Action item: A faithful, complete copy of the records is required.

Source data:
======
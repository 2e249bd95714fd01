//! 외부 시스템 통합 모델 모듈
//!
//! Firebase가 소유·관리하는 데이터의 로컬 표현을 정의합니다.
//! 이 서비스는 자체 저장소가 없으므로 여기의 모델들은 영속 엔티티가 아니라
//! 요청 범위에서만 살아있는 변환 대상입니다.
//!
//! # 모듈 구성
//!
//! - [`accounts`] - Firebase 계정 레코드([`accounts::user_record::UserRecord`])와
//!   Firestore 프로필 문서([`accounts::user_profile::UserProfile`])
//! - [`token`] - 검증을 통과한 ID 토큰의 클레임([`token::decoded_token::DecodedIdToken`])
//! - [`auth`] - 요청 파이프라인의 인증 컨텍스트
//!   ([`auth::authenticated_user::AuthenticatedUser`], [`auth::authentication_request::AuthMode`])

pub mod accounts;
pub mod auth;
pub mod token;
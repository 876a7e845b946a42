use tracing::trace;

use crate::geometry::curve::{Curve, StraightTrajectory, Trajectory};
use crate::math::intersect_2d::{is_unit_param, line_line_intersect_xz};
use crate::math::Point3;

use super::sampling::{DomainMap, Sampling};
use super::{Intersection, IntersectParams};

/// Intersects a curved trajectory with a straight.
///
/// Only the curve is subdivided; the straight is tested whole against each
/// chord, open ends included. Every chord that hits is refined, so several
/// crossings can be reported. With `invert` the curve is the query's first
/// operand and its parameter goes into `first_t`.
pub(super) fn intersect(
    results: &mut Vec<Intersection>,
    line: &StraightTrajectory,
    curve: &Trajectory,
    invert: bool,
    params: &IntersectParams,
) {
    refine(results, line, curve, invert, DomainMap::root(), params);
}

fn refine(
    results: &mut Vec<Intersection>,
    line: &StraightTrajectory,
    curve: &Trajectory,
    invert: bool,
    map: DomainMap,
    params: &IntersectParams,
) {
    let sampling = Sampling::of(curve, params);
    let parts = sampling.parts();

    if parts > 1 {
        for i in 0..parts {
            let (start, end) = sampling.chord(i);
            if chord_crossing(line, start, end).is_some() {
                let (t0, t1) = sampling.range(i);
                let cut = curve.cut(t0, t1);
                refine(results, line, &cut, invert, map.refine(i, parts), params);
            }
        }
    } else if let Some((p, q)) =
        chord_crossing(line, &curve.start_position(), &curve.end_position())
    {
        let q = map.to_global(q);
        trace!(line_t = p, curve_t = q, depth = map.depth(), "straight crossing");
        results.push(if invert {
            Intersection::new(q, p)
        } else {
            Intersection::new(p, q)
        });
    }
}

/// `(line_t, chord_t)` where the chord `start`→`end` meets the straight.
fn chord_crossing(line: &StraightTrajectory, start: &Point3, end: &Point3) -> Option<(f64, f64)> {
    line_line_intersect_xz(&line.start_position(), &line.end_position(), start, end)
        .filter(|&(p, q)| line.contains_param(p) && is_unit_param(q))
}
======
Response to the task:
repository 2e249bd95714fd01
//! 외부 시스템 통합 모델 모듈
//!
//! Firebase가 소유·관리하는 데이터의 로컬 표현을 정의합니다.
//! 이 서비스는 자체 저장소가 없으므로 여기의 모델들은 영속 엔티티가 아니라
//! 요청 범위에서만 살아있는 변환 대상입니다.
//!
//! # 모듈 구성
//!
//! - [`accounts`] - Firebase 계정 레코드([`accounts::user_record::UserRecord`])와
//!   Firestore 프로필 문서([`accounts::user_profile::UserProfile`])
//! - [`token`] - 검증을 통과한 ID 토큰의 클레임([`token::decoded_token::DecodedIdToken`])
//! - [`auth`] - 요청 파이프라인의 인증 컨텍스트
//!   ([`auth::authenticated_user::AuthenticatedUser`], [`auth::authentication_request::AuthMode`])

pub mod accounts;
pub mod auth;
pub mod token;
repository 876a7e845b946a42
use tracing::trace;

use crate::geometry::curve::{Curve, StraightTrajectory, Trajectory};
use crate::math::intersect_2d::{is_unit_param, line_line_intersect_xz};
use crate::math::Point3;

use super::sampling::{DomainMap, Sampling};
use super::{Intersection, IntersectParams};

/// Intersects a curved trajectory with a straight.
///
/// Only the curve is subdivided; the straight is tested whole against each
/// chord, open ends included. Every chord that hits is refined, so several
/// crossings can be reported. With `invert` the curve is the query's first
/// operand and its parameter goes into `first_t`.
pub(super) fn intersect(
    results: &mut Vec<Intersection>,
    line: &StraightTrajectory,
    curve: &Trajectory,
    invert: bool,
    params: &IntersectParams,
) {
    refine(results, line, curve, invert, DomainMap::root(), params);
}

fn refine(
    results: &mut Vec<Intersection>,
    line: &StraightTrajectory,
    curve: &Trajectory,
    invert: bool,
    map: DomainMap,
    params: &IntersectParams,
) {
    let sampling = Sampling::of(curve, params);
    let parts = sampling.parts();

    if parts > 1 {
        for i in 0..parts {
            let (start, end) = sampling.chord(i);
            if chord_crossing(line, start, end).is_some() {
                let (t0, t1) = sampling.range(i);
                let cut = curve.cut(t0, t1);
                refine(results, line, &cut, invert, map.refine(i, parts), params);
            }
        }
    } else if let Some((p, q)) =
        chord_crossing(line, &curve.start_position(), &curve.end_position())
    {
        let q = map.to_global(q);
        trace!(line_t = p, curve_t = q, depth = map.depth(), "straight crossing");
        results.push(if invert {
            Intersection::new(q, p)
        } else {
            Intersection::new(p, q)
        });
    }
}

/// `(line_t, chord_t)` where the chord `start`→`end` meets the straight.
fn chord_crossing(line: &StraightTrajectory, start: &Point3, end: &Point3) -> Option<(f64, f64)> {
    line_line_intersect_xz(&line.start_position(), &line.end_position(), start, end)
        .filter(|&(p, q)| line.contains_param(p) && is_unit_param(q))
}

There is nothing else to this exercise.